O Homem que nunca foi “tocado pela graça da fé”

Este é para mim o principal legado de Mário Soares: a defesa intransigente da liberdade como intrínseca à condição humana.

Conheci Mário Soares pela primeira vez em 1970 na Sorbonne, em Paris. A cena ficou registada na minha memória como tendo acontecido em Maio de 1968, mas nessa época Soares estava em São Tomé e só seria exilado para França em 1970.

Seja como for, na Sorbonne o ambiente efervescente de Maio ainda perdurava e, naquele dia de 1970, o anfiteatro da universidade esta repleto de jovens preparados não para ouvir Mário Soares mas para o contestar. Com efeito, para todos nós que tínhamos “feito Maio de 68” e para quem a palavra de ordem central era “O que nós queremos? Tudo!”, a voz de Soares era de um execrável reformismo… O resultado foi assim uma vaia monumental que praticamente o impediu de se fazer ouvir. Eu, pelo menos, não me lembro nada do que ele disse. Mas lembro-me de uma coisa que nunca esqueci: a coragem do homem que invectivado, apelidado de tudo e mais alguma coisa, impedido de dizer o que quer que seja, não abandonou a sala, não virou as costas. Manteve-se ali de pé enfrentando os gritos e os apupos… Talvez eu na altura não me tivesse apercebido disso, mas a memória mais forte que guardo desse episódio é a atitude corajosa de Mário Soares que, aliás, o acompanharia pela vida fora.

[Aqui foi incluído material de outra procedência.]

//! Import document validation.
//!
//! Only structural problems are rejected here. Dangling references between
//! records (a structure naming an unknown controller, a controller naming an
//! unknown trigger) are left to the importer, which skips them with a
//! diagnostic.

use std::collections::HashSet;

use crate::schema::{
    CatalogueEntry, ControllerProperties, ControllerRecord, ImportDocument, TriggerRecord,
};

#[derive(thiserror::Error, Debug, Clone, PartialEq)]
pub enum ValidationError {
    #[error("Duplicate ID: {id} in {context}")]
    DuplicateId { id: String, context: String },

    #[error("Empty ID in {context}")]
    EmptyId { context: String },

    #[error("Invalid value: {field} = {value} ({reason})")]
    InvalidValue {
        field: String,
        value: String,
        reason: String,
    },

    #[error("Unsupported version: {version}")]
    UnsupportedVersion { version: u32 },
}

pub fn validate_document(document: &ImportDocument) -> Result<(), ValidationError> {
    if document.version > crate::migrate::LATEST_VERSION {
        return Err(ValidationError::UnsupportedVersion {
            version: document.version,
        });
    }

    unique_ids(
        document.structures.iter().map(|s| s.structure_id.as_str()),
        "structures",
    )?;
    unique_ids(document.controllers.iter().map(|c| c.id.as_str()), "controllers")?;
    unique_ids(document.triggers.iter().map(|t| t.id.as_str()), "triggers")?;

    for controller in &document.controllers {
        validate_controller(controller)?;
    }
    for trigger in &document.triggers {
        validate_trigger(trigger)?;
    }
    for entry in &document.catalogue {
        validate_entry(entry)?;
    }

    Ok(())
}

fn unique_ids<'a>(
    ids: impl Iterator<Item = &'a str>,
    context: &str,
) -> Result<(), ValidationError> {
    let mut seen = HashSet::new();
    for id in ids {
        if id.trim().is_empty() {
            return Err(ValidationError::EmptyId {
                context: context.to_string(),
            });
        }
        if !seen.insert(id) {
            return Err(ValidationError::DuplicateId {
                id: id.to_string(),
                context: context.to_string(),
            });
        }
    }
    Ok(())
}

fn finite(field: impl FnOnce() -> String, value: f64) -> Result<(), ValidationError> {
    if value.is_finite() {
        return Ok(());
    }
    Err(ValidationError::InvalidValue {
        field: field(),
        value: value.to_string(),
        reason: "must be finite".to_string(),
    })
}

fn validate_controller(controller: &ControllerRecord) -> Result<(), ValidationError> {
    let id = &controller.id;
    finite(|| format!("controller '{id}' positive_stream"), controller.positive_stream)?;
    finite(|| format!("controller '{id}' negative_stream"), controller.negative_stream)?;

    if controller.minimum_period < 0 {
        return Err(ValidationError::InvalidValue {
            field: format!("controller '{id}' minimum_period"),
            value: controller.minimum_period.to_string(),
            reason: "must not be negative".to_string(),
        });
    }

    for row in controller.time_table.iter().flatten() {
        finite(|| format!("controller '{id}' time_table value at {}", row.time), row.value)?;
    }
    for row in controller.lookup_table.iter().flatten() {
        finite(|| format!("controller '{id}' lookup_table argument"), row.argument)?;
        finite(|| format!("controller '{id}' lookup_table value"), row.value)?;
    }

    for trigger in &controller.triggers {
        if trigger.id.trim().is_empty() {
            return Err(ValidationError::EmptyId {
                context: format!("controller '{id}' triggers"),
            });
        }
    }

    match &controller.properties {
        Some(ControllerProperties::Hydraulic { time_lag }) if *time_lag < 0 => {
            Err(ValidationError::InvalidValue {
                field: format!("controller '{id}' time_lag"),
                value: time_lag.to_string(),
                reason: "must not be negative".to_string(),
            })
        }
        Some(ControllerProperties::Interval(p)) => {
            for (name, value) in [
                ("dead_band_min", p.dead_band_min),
                ("dead_band_max", p.dead_band_max),
                ("setting_below", p.setting_below),
                ("setting_above", p.setting_above),
                ("max_speed", p.max_speed),
                ("dead_band_fixed_size", p.dead_band_fixed_size),
                ("dead_band_percentage", p.dead_band_percentage),
                ("fixed_interval", p.fixed_interval),
                ("constant_setpoint", p.constant_setpoint),
            ] {
                finite(|| format!("controller '{id}' {name}"), value)?;
            }
            Ok(())
        }
        Some(ControllerProperties::Pid(p)) => {
            for (name, value) in [
                ("kp", p.kp),
                ("ki", p.ki),
                ("kd", p.kd),
                ("setting_min", p.setting_min),
                ("setting_max", p.setting_max),
                ("max_speed", p.max_speed),
                ("initial_value", p.initial_value),
            ] {
                finite(|| format!("controller '{id}' {name}"), value)?;
            }
            Ok(())
        }
        _ => Ok(()),
    }
}

fn validate_trigger(trigger: &TriggerRecord) -> Result<(), ValidationError> {
    for row in &trigger.rows {
        finite(
            || format!("trigger '{}' row value at {}", trigger.id, row.time),
            row.value,
        )?;
    }
    Ok(())
}

fn validate_entry(entry: &CatalogueEntry) -> Result<(), ValidationError> {
    if entry.feature.trim().is_empty() {
        return Err(ValidationError::EmptyId {
            context: "catalogue feature".to_string(),
        });
    }
    Ok(())
}
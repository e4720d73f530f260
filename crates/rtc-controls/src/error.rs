//! Error types for control group entities.

use thiserror::Error;

use crate::edge::EdgeTarget;

pub type ControlResult<T> = Result<T, ControlError>;

#[derive(Debug, Error, Clone, PartialEq)]
pub enum ControlError {
    /// A strict link hit an edge that was already connected.
    #[error("{edge} edge of condition '{owner}' already leads to {existing}, cannot link it to {requested}")]
    EdgeAlreadySet {
        owner: String,
        edge: &'static str,
        existing: EdgeTarget,
        requested: EdgeTarget,
    },
}
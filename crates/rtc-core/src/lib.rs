//! rtc-core: stable foundation for the RTC importer.
//!
//! Contains:
//! - ids (compact ids for control group entities)
//! - error (shared error types)
//! - series (ordered argument/value tables, time series, lookup tables)
//! - period (legacy periodic extrapolation period strings)
//! - diagnostics (warning/error sink passed into graph construction)

pub mod diagnostics;
pub mod error;
pub mod ids;
pub mod period;
pub mod series;

// Re-exports: nice ergonomics for downstream crates
pub use diagnostics::{Diagnostic, Diagnostics, DiagnosticsSink, Severity, TracingSink};
pub use error::{CoreError, CoreResult};
pub use ids::*;
pub use period::parse_period;
pub use series::{Extrapolation, Interpolation, LookupTable, Table, TimeSeries};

O seu outro lado que tive a ocasião de constatar várias vezes era a intuição política que o levava a tomar, de forma espontânea, iniciativas totalmente inesperadas: foi ela que o levou em 1989, em visita à antiga judiaria de Castelo de Vide, acompanhado pelo então presidente da Comunidade Israelita de Lisboa, Joshua Ruah, a pedir perdão em nome de Portugal pelas perseguições da Inquisição aos judeus. O exemplo foi seguido pelo Rei de Espanha em 1992, no quadro das comemorações dos 500 anos da expulsão dos judeus de Espanha, e foi esta última iniciativa que se tornou conhecida internacionalmente, mas foi Soares o pioneiro.

Foi também ele o primeiro Presidente da Republica a visitar a Sinagoga de Lisboa, em Junho de 1993, 89 anos depois da sua inauguração em 1904. A visita inédita realizou-se no quadro da homenagem a Aristides de Sousa Mendes realizada na sinagoga, onde Mário Soares descerrou uma lápide evocativa. Foi, aliás, no seu mandato como Presidente da Republica que, em 1988, o Parlamento português reabilitou oficialmente Aristides de Sousa Mendes, aprovando o projecto de lei da autoria do deputado Jaime Gama.

Foi ainda Mário Soares que inaugurou em 1994, na Fundação Gulbenkian, a primeira grande exposição sobre a história dos judeus em Portugal, Os Judeus entre os Descobrimentos e a Diáspora. Foi a primeira vez que o público português pôde conhecer fora do espaço académico um pouco da herança judaica em Portugal e na diáspora judaico-portuguesa. Realizada pela Associação Portuguesa de Estudos Judaicos, a exposição contou com a participação activa de Colette Avital, então embaixadora de Israel em Portugal.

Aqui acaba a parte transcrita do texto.